A History of Family, a History of the Self

Chapter one develops the history of the western family along with shifting objectives behind why people have married. He sums up this development when he writes,

The history of the family has followed a broad progression the last six hundred years: its objective has shifted from property and power mergers, to labor, and then to love. These changes follow the evolution of cultural currents impacted by the Enlightenment, currents that changed us from premodern to modern to late-modern people. Divorce, then, is the tragic underbelly of the liberation of marriage and family from being centered on land or labor to being centered on love. But now, standing in late modernity, we find ourselves with a problem, a problem much like the effects of modernity on scientific discovery or technological advance. It is the problem of risk. Scientifically and technologically, this means we can split the atom, but in doing so can destroy the world. We can construct effective power plants, but they pollute the planet. Similarly, marriage and family are free from the bondage of a harsh earlier world, but free for what? Making family about love heightened the significance of the person (the self), but it left us with a dangerous risk. When marriage is about love between persons, and nothing more, what remains when love is doubted or destroyed? . . . then who are [the children] once the love that created them and their primary community is gone? (4–5).
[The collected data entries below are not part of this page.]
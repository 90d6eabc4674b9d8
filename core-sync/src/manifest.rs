//! Gallery manifest: the durable record of every synced image per style.
//!
//! The manifest is a single JSON document with a `last_sync` timestamp and a
//! style-key → record-list mapping. It is loaded once at process start
//! (tolerantly: a missing or corrupt file yields an empty default), mutated
//! in memory during the run, and persisted exactly once at run end.

use crate::error::{Result, SyncError};
use chrono::{DateTime, Utc};
use serde::{Deserialize, Serialize};
use std::collections::BTreeMap;
use std::path::PathBuf;
use tracing::{debug, info, warn};

/// One synced image.
///
/// `hash` is the remote checksum observed at last successful sync, not a
/// hash of the re-encoded local bytes; `size` is the byte length of the
/// normalized output.
#[derive(Debug, Clone, PartialEq, Serialize, Deserialize)]
pub struct ImageRecord {
    /// Remote-assigned stable ID (identity)
    pub id: String,
    /// Remote file name
    pub name: String,
    /// Path of the normalized local copy, relative to the site root
    pub local_path: String,
    /// Remote content checksum at last sync
    pub hash: String,
    /// Remote creation time (RFC 3339, verbatim)
    pub created_time: String,
    /// Remote modification time (RFC 3339, verbatim)
    pub modified_time: String,
    /// Size of the normalized local bytes
    pub size: u64,
    /// When this record was created
    pub sync_time: DateTime<Utc>,
}

/// Ordered map of style key to the style's record list.
///
/// Record lists are appended-only across runs; existing entries are never
/// reordered or replaced.
pub type StyleManifest = BTreeMap<String, Vec<ImageRecord>>;

/// The whole manifest document.
#[derive(Debug, Clone, Default, PartialEq, Serialize, Deserialize)]
pub struct GalleryData {
    /// Completion time of the last successful sync run
    #[serde(default, skip_serializing_if = "Option::is_none")]
    pub last_sync: Option<DateTime<Utc>>,

    /// Style key → synced image records
    #[serde(default)]
    pub images: StyleManifest,
}

impl GalleryData {
    /// Total number of records across all styles.
    pub fn record_count(&self) -> usize {
        self.images.values().map(Vec::len).sum()
    }
}

/// Reads and writes the manifest file.
pub struct ManifestStore {
    path: PathBuf,
}

impl ManifestStore {
    pub fn new<P: Into<PathBuf>>(path: P) -> Self {
        Self { path: path.into() }
    }

    /// Load the manifest, tolerating a missing or malformed file.
    ///
    /// Both conditions log a warning and return the empty default rather
    /// than failing the run.
    pub async fn load(&self) -> GalleryData {
        let raw = match tokio::fs::read(&self.path).await {
            Ok(raw) => raw,
            Err(e) => {
                warn!(path = %self.path.display(), error = %e, "Could not read manifest, starting empty");
                return GalleryData::default();
            }
        };

        match serde_json::from_slice::<GalleryData>(&raw) {
            Ok(data) => {
                debug!(
                    records = data.record_count(),
                    styles = data.images.len(),
                    "Loaded manifest"
                );
                data
            }
            Err(e) => {
                warn!(path = %self.path.display(), error = %e, "Manifest is malformed, starting empty");
                GalleryData::default()
            }
        }
    }

    /// Overwrite the manifest file with the given state.
    ///
    /// A failure here is reported to the caller but must not roll back the
    /// in-memory state; no retry is attempted.
    pub async fn save(&self, data: &GalleryData) -> Result<()> {
        let json = serde_json::to_vec_pretty(data)
            .map_err(|e| SyncError::Manifest(format!("serialization failed: {}", e)))?;

        tokio::fs::write(&self.path, json)
            .await
            .map_err(|e| SyncError::Manifest(format!("write failed: {}", e)))?;

        info!(path = %self.path.display(), records = data.record_count(), "Manifest saved");
        Ok(())
    }
}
As love became more individualized, subjective, and about self-fulfillment, “the step out of marriage into divorce was then increasingly inevitable” (22). While objectives for marriage such as mergers or labor cemented the child’s existence in the family’s tradition or function, these things were much more difficult to discard or destroy. Families formed out of mergers or labor needed the father-mother-child community to survive and succeed, and it took monumental shifts or changes to take away the security the family provided for the child.

But for the children of the late-twentieth-century love union, all it took to destroy a marriage was a change in Mom and Dad’s individual, subjective feelings. Here, then, is the conflict that we have yet to solve: what do you do when the self-fulfillment of mother and father requires the dissolving of a marriage, but the security and self-fulfillment of the child depends upon its continuation? (23)

Marriage, Divorce, and Ontology

This opening chapter sets the stage for chapters two and three where Root interacts with Giddens’s Social Theory and Heidegger’s Dasein (German—being there). Root concludes, “My being, as we have seen with the examples above, is contingent on the being of others.” In other words, “In confronting the question of my identity, I am also confronting the question of the identity of others . . . To be is to be with” (64). That is to say, a child is only with the parents. Gidden and Heidegger lead Root to assert,

that divorce in this detraditionalized late modernity may have a deep ontological impact that is often overlooked . . . divorce confronts the core of the young person’s humanity, for it affects his or her being and acting in the social world (64).

Barth’s Anthropology and Imago Dei

Subsequently, Root moves to the theological in chapters four and five. Here, he engages the anthropology and imago Dei (image of God) doctrines of the German theologian, Karl Barth. These chapters touched my soul and gave expression and words to feelings and thoughts that I have harbored for twenty years. Root discusses Barth’s analogia relationis, “an analogy of relationship between the being of humanity and the being of God.” That is to say, “To be is to be in relationship.” Barth demonstrates this first in the Trinity’s relating as Father, Son, and Spirit and then moves to anthropology and deeper still into the imago Dei—being in relationship is fundamental to being human, even to being real. Root writes,

This means that relationship constitutes reality; it is relationship that leads to being (not the other way around). We find our being in being-with-others (71–75).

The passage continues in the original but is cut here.